# What is the lowest temperature you can snowboarding comfortably?



## Ballistic (Aug 31, 2009)

i was in in -25c with no wind. Was ok because i have good gear, but goggles kept icing up


----------



## BurtonAvenger (Aug 14, 2007)

I went out in -40 F temps made some laps I wasn't uncomfortable but the plastic on my bindings and in my boots stiffened up to the point it was either going to break or not flex.


----------



## Arnaud (Jul 19, 2011)

It depends on the humidity and the wind, but below -25c you wouldn`t sit on a chair lift.


----------



## HoboMaster (May 16, 2010)

Coldest I've ridden was around -15F with -30F windchill. They actually put up a sign at the lift to check for frostbite because people were getting their faces blasted on the way up. The temperature itself isn't so bad, what makes it fucking cold is the wind. The pow that day was worth risking the frostbite though :thumbsup:


----------



## linvillegorge (Jul 6, 2009)

When it gets below -20F or so, the snow gets so damn sticky that I usually bail due to shitty riding conditions before I bail because I get too cold.

When it's that cold, even cold weather wax leaves you sticking to the snow like it's fly paper.


----------



## aiidoneus (Apr 7, 2011)

I've been out in -25C that felt like -30C with the wind chill. The only thing that sucks is any tiny gap in your gear (the tiny space between the helmet and goggles) feels so damn cold when the wind gets in.


----------



## onel0wcubn (Oct 8, 2009)

I was in breck in 08 for the dew tour in December.. cold as ice.. i think it was near -40 with the wind.. not fun for me. definitely wasn't prepared for that.


----------



## Bones (Feb 24, 2008)

-20 to -25C before windchill is relatively normal around here.

Below -25C requires a re-think on layering, masks, gloves, etc. but it can be comfortable with a bit of planning (more gondola, less chair, more sheltered runs, etc.) and usually less crowded.

For me though, below -35C isn't worth spending for lift tickets. If I'm already there, can't put it off until the next day and can't get a refund, then I'll do some runs, but otherwise....meh


----------



## Ttam (Jan 20, 2010)

I dont think it got that cold down here. I think we were in the negatives maybe once or twice with a wicked wind chill but being in SoCal we dont usually have to worry about the cold too much.
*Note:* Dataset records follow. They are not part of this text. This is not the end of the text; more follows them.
// src/application/error_handling.rs
//
// Error responses for callers
//
// ARCHITECTURE:
// - Maps internal errors to caller-renderable responses
// - Field violations keep their exact message and field
// - Never exposes internal implementation details
// - Logs infrastructure errors for debugging

use serde::{Deserialize, Serialize};
use crate::error::AppError;

/// Standard error response
#[derive(Debug, Clone, PartialEq, Serialize, Deserialize)]
pub struct ErrorResponse {
    pub success: bool,
    pub error_type: ErrorType,
    pub message: String,
    /// Submission field the message belongs to
    #[serde(skip_serializing_if = "Option::is_none")]
    pub field: Option<String>,
    pub details: Option<String>,
}

/// Error categories
#[derive(Debug, Clone, Copy, PartialEq, Eq, Serialize, Deserialize)]
#[serde(rename_all = "snake_case")]
pub enum ErrorType {
    /// Resource not found (404)
    NotFound,

    /// Submission rejected by a validator (400)
    Validation,

    /// Domain invariant violation (422)
    DomainError,

    /// Database/persistence error (500)
    Database,

    /// File system error (500)
    FileSystem,

    /// Other/unknown error (500)
    Internal,
}

impl ErrorResponse {
    fn new(error_type: ErrorType, message: impl Into<String>) -> Self {
        Self {
            success: false,
            error_type,
            message: message.into(),
            field: None,
            details: None,
        }
    }

    fn with_details(mut self, details: impl Into<String>) -> Self {
        self.details = Some(details.into());
        self
    }

    pub fn from_app_error(error: AppError) -> Self {
        match error {
            AppError::NotFound => Self::new(ErrorType::NotFound, "Resource not found"),

            AppError::Validation(violation) => Self {
                field: Some(violation.field),
                ..Self::new(ErrorType::Validation, violation.message)
            },

            AppError::Domain(domain_error) => {
                Self::new(ErrorType::DomainError, "Domain validation failed")
                    .with_details(domain_error.to_string())
            }

            AppError::Database(db_error) => {
                log::error!("Database error: {:?}", db_error);
                Self::new(ErrorType::Database, "Database operation failed")
                    .with_details("Check logs for details")
            }

            AppError::Pool(pool_error) => {
                log::error!("Connection pool error: {}", pool_error);
                Self::new(ErrorType::Database, "Database connection failed")
            }

            AppError::Serialization(serde_error) => {
                log::error!("Serialization error: {:?}", serde_error);
                Self::new(ErrorType::Internal, "Data serialization failed")
            }

            AppError::Io(io_error) => {
                log::error!("IO error: {:?}", io_error);
                Self::new(ErrorType::FileSystem, "File system operation failed")
                    .with_details(io_error.to_string())
            }

            AppError::Other(message) => {
                log::error!("Other error: {}", message);
                Self::new(ErrorType::Internal, message)
            }
        }
    }

    pub fn not_found(resource: &str) -> Self {
        Self::new(ErrorType::NotFound, format!("{} not found", resource))
    }
}

/// Helper trait to turn Results into serialized ErrorResponses
pub trait ToErrorResponse<T> {
    fn to_error_response(self) -> Result<T, String>;
}

impl<T> ToErrorResponse<T> for Result<T, AppError> {
    fn to_error_response(self) -> Result<T, String> {
        self.map_err(|e| {
            let error_response = ErrorResponse::from_app_error(e);
            serde_json::to_string(&error_response).unwrap_or_else(|_| "Internal error".to_string())
        })
    }
}

#[cfg(test)]
mod tests {
    use super::*;
    use crate::error::FieldViolation;

    #[test]
    fn test_not_found_error() {
        let error = ErrorResponse::from_app_error(AppError::NotFound);
        assert_eq!(error.error_type, ErrorType::NotFound);
        assert_eq!(error.message, "Resource not found");
    }

    #[test]
    fn test_duplicate_name_keeps_field_and_message() {
        let error = ErrorResponse::from_app_error(AppError::Validation(FieldViolation::new(
            "name",
            "A course with name 'Algebra' already exists",
        )));
        assert_eq!(error.error_type, ErrorType::Validation);
        assert_eq!(error.field.as_deref(), Some("name"));
        assert_eq!(error.message, "A course with name 'Algebra' already exists");
    }

    #[test]
    fn test_database_error_hides_details() {
        let error = ErrorResponse::from_app_error(AppError::Database(
            rusqlite::Error::QueryReturnedNoRows,
        ));
        assert_eq!(error.error_type, ErrorType::Database);
        assert_eq!(error.details.as_deref(), Some("Check logs for details"));
    }

    #[test]
    fn test_serialization() {
        let json = serde_json::to_string(&ErrorResponse::not_found("Course")).unwrap();
        assert!(json.contains("not_found"));
        assert!(json.contains("Course not found"));
        assert!(!json.contains("\"field\""));
    }

    #[test]
    fn test_to_error_response_serializes_validation() {
        let result: Result<(), AppError> =
            Err(AppError::Validation(FieldViolation::new("name", "taken")));
        let json = result.to_error_response().unwrap_err();
        assert!(json.contains("\"field\":\"name\""));
        assert!(json.contains("\"error_type\":\"validation\""));
    }
}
We usually accept cold with open arms.


----------



## rileyshred4ev (Jun 27, 2011)

I went snowboarding last season one day at a local spot and was wearing a shit ton of layers a super thick bala and everything and was actually pretty comfortable just had to go back to the car n warm up every 10 minutes now that I think of it im suprised my bindings held up, saskatchewan is really fucking cold but union bindings are really fucking tough i guess


----------



## TofuSama (May 20, 2010)

rileyshred4ev said:


> I went snowboarding last season one day at a local spot and was wearing a shit ton of layers a super thick bala and everything and was actually pretty comfortable just had to go back to the car n warm up every 10 minutes now that I think of it im suprised my bindings held up, saskatchewan is really fucking cold but union bindings are really fucking tough i guess


If your bindings broke because the cold weakened them, they'd have to be the worst bindings in the world. Or a manufacturing defect. A really weird manufacturing defect.


----------



## rileyshred4ev (Jun 27, 2011)

the bindings that broke in the cold were ride bindings and yes it was probably a manufacturing defect but it gets really really fucking cold where I live -30 to -40 is like the usual and when it's that cold the bindings do become less flexible in areas


----------